Pas un trou, mais les deux perspectives de la rue Sainte-Famille!
Et même, la rue St-Pierre, est-ce que son nom vient de la rivière qui coulait près de là, jusqu’au tournant du 19ème siècle? Je vais y croire puisque cela me plaît bien…
Ainsi, la seule raison Parc et Bleury sont alignés est parce que ces propriétés des jardins étaient là? Quelle bonne chance!
Un beau trou est celui vue de cote des neiges et gage vers le centre ville, le fleuve(la mer) et les ponts.
One of my favourites is rue Cartier just east of Papineau. Looking down the hill and across the river is the BioDome sitting there, looking kind of out of place and weird.
In Montréal’s plan d’urbanisation, the views towards and from the mountain have been meticulously photographed, albeit not particularly professionally.
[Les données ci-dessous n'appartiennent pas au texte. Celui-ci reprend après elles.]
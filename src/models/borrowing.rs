//! Borrowing model and loan lifecycle states

use chrono::{DateTime, Utc};
use serde::{Deserialize, Serialize};
use sqlx::FromRow;
use utoipa::ToSchema;
use uuid::Uuid;

/// Where a borrowing stands in its lifecycle
#[derive(Debug, Clone, Copy, PartialEq, Eq, Hash, Serialize, Deserialize, ToSchema)]
#[serde(rename_all = "snake_case")]
pub enum BorrowingStatus {
    Active,
    Overdue,
    Returned,
    ReturnedOverdue,
}

impl BorrowingStatus {
    /// Statuses a loan may be returned from.
    pub const OUTSTANDING: [BorrowingStatus; 2] = [BorrowingStatus::Active, BorrowingStatus::Overdue];

    pub fn as_str(&self) -> &'static str {
        match self {
            BorrowingStatus::Active => "active",
            BorrowingStatus::Overdue => "overdue",
            BorrowingStatus::Returned => "returned",
            BorrowingStatus::ReturnedOverdue => "returned_overdue",
        }
    }

    /// No transition leaves a terminal status.
    pub fn is_terminal(&self) -> bool {
        match self {
            BorrowingStatus::Active | BorrowingStatus::Overdue => false,
            BorrowingStatus::Returned | BorrowingStatus::ReturnedOverdue => true,
        }
    }

    /// Terminal status reached when returning at `now` a loan due at `due_date`.
    pub fn on_return(due_date: DateTime<Utc>, now: DateTime<Utc>) -> Self {
        if now > due_date {
            BorrowingStatus::ReturnedOverdue
        } else {
            BorrowingStatus::Returned
        }
    }
}

impl std::fmt::Display for BorrowingStatus {
    fn fmt(&self, f: &mut std::fmt::Formatter<'_>) -> std::fmt::Result {
        write!(f, "{}", self.as_str())
    }
}

impl std::str::FromStr for BorrowingStatus {
    type Err = String;

    fn from_str(s: &str) -> Result<Self, Self::Err> {
        match s {
            "active" => Ok(BorrowingStatus::Active),
            "overdue" => Ok(BorrowingStatus::Overdue),
            "returned" => Ok(BorrowingStatus::Returned),
            "returned_overdue" => Ok(BorrowingStatus::ReturnedOverdue),
            _ => Err(format!("Invalid borrowing status: {}", s)),
        }
    }
}

super::impl_text_column!(BorrowingStatus);

/// Kind of party lending the book
#[derive(Debug, Clone, Copy, PartialEq, Eq, Serialize, Deserialize, ToSchema)]
#[serde(rename_all = "lowercase")]
pub enum SourceType {
    Bookstore,
    Client,
}

impl SourceType {
    pub fn as_str(&self) -> &'static str {
        match self {
            SourceType::Bookstore => "bookstore",
            SourceType::Client => "client",
        }
    }
}

impl std::fmt::Display for SourceType {
    fn fmt(&self, f: &mut std::fmt::Formatter<'_>) -> std::fmt::Result {
        write!(f, "{}", self.as_str())
    }
}

impl std::str::FromStr for SourceType {
    type Err = String;

    fn from_str(s: &str) -> Result<Self, Self::Err> {
        match s {
            "bookstore" => Ok(SourceType::Bookstore),
            "client" => Ok(SourceType::Client),
            _ => Err(format!("Invalid source type: {}", s)),
        }
    }
}

super::impl_text_column!(SourceType);

/// One book lent from a bookstore or a client to a borrowing client
#[derive(Debug, Clone, PartialEq, Serialize, Deserialize, FromRow, ToSchema)]
pub struct Borrowing {
    pub id: Uuid,
    /// Client receiving the book
    pub borrower_id: Uuid,
    pub source_type: SourceType,
    /// Bookstore or client id, according to `source_type`
    pub source_id: Uuid,
    pub book_id: Uuid,
    pub borrow_date: DateTime<Utc>,
    pub due_date: DateTime<Utc>,
    /// Set exactly when `status` is terminal
    pub return_date: Option<DateTime<Utc>>,
    pub status: BorrowingStatus,
}

impl Borrowing {
    pub fn is_overdue_at(&self, now: DateTime<Utc>) -> bool {
        now > self.due_date
    }
}

/// Create borrowing request
#[derive(Debug, Deserialize, ToSchema)]
pub struct CreateBorrowing {
    pub borrower_id: Uuid,
    pub source_type: SourceType,
    pub source_id: Uuid,
    pub book_id: Uuid,
    /// Defaults to the creation time
    pub borrow_date: Option<DateTime<Utc>>,
    pub due_date: DateTime<Utc>,
}

/// Fields written by the return transition
#[derive(Debug, Clone, Copy, PartialEq, Eq)]
pub struct ReturnUpdate {
    pub return_date: DateTime<Utc>,
    pub status: BorrowingStatus,
}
However, it is indeed thorough, with pictures from various points along a street showing the decreasing view of the mountain.
Views from the mountain: http://ville.montreal.qc.ca/pls/portal/docs/page/plan_urbanisme_fr/media/documents/docpreparatoire_vuesdepuismontroyal.pdf
Views of the mountain (62 whopping pages): http://ville.montreal.qc.ca/pls/portal/docs/page/plan_urbanisme_fr/media/documents/docpreparatoire_vuesversmontroyal_04.pdf
So many of our urban viewsheds are shortened. I, too, enjoy finding these long views. Looking into the distance is often recommended by ergonomists and therapists to relax the eyes and the mind.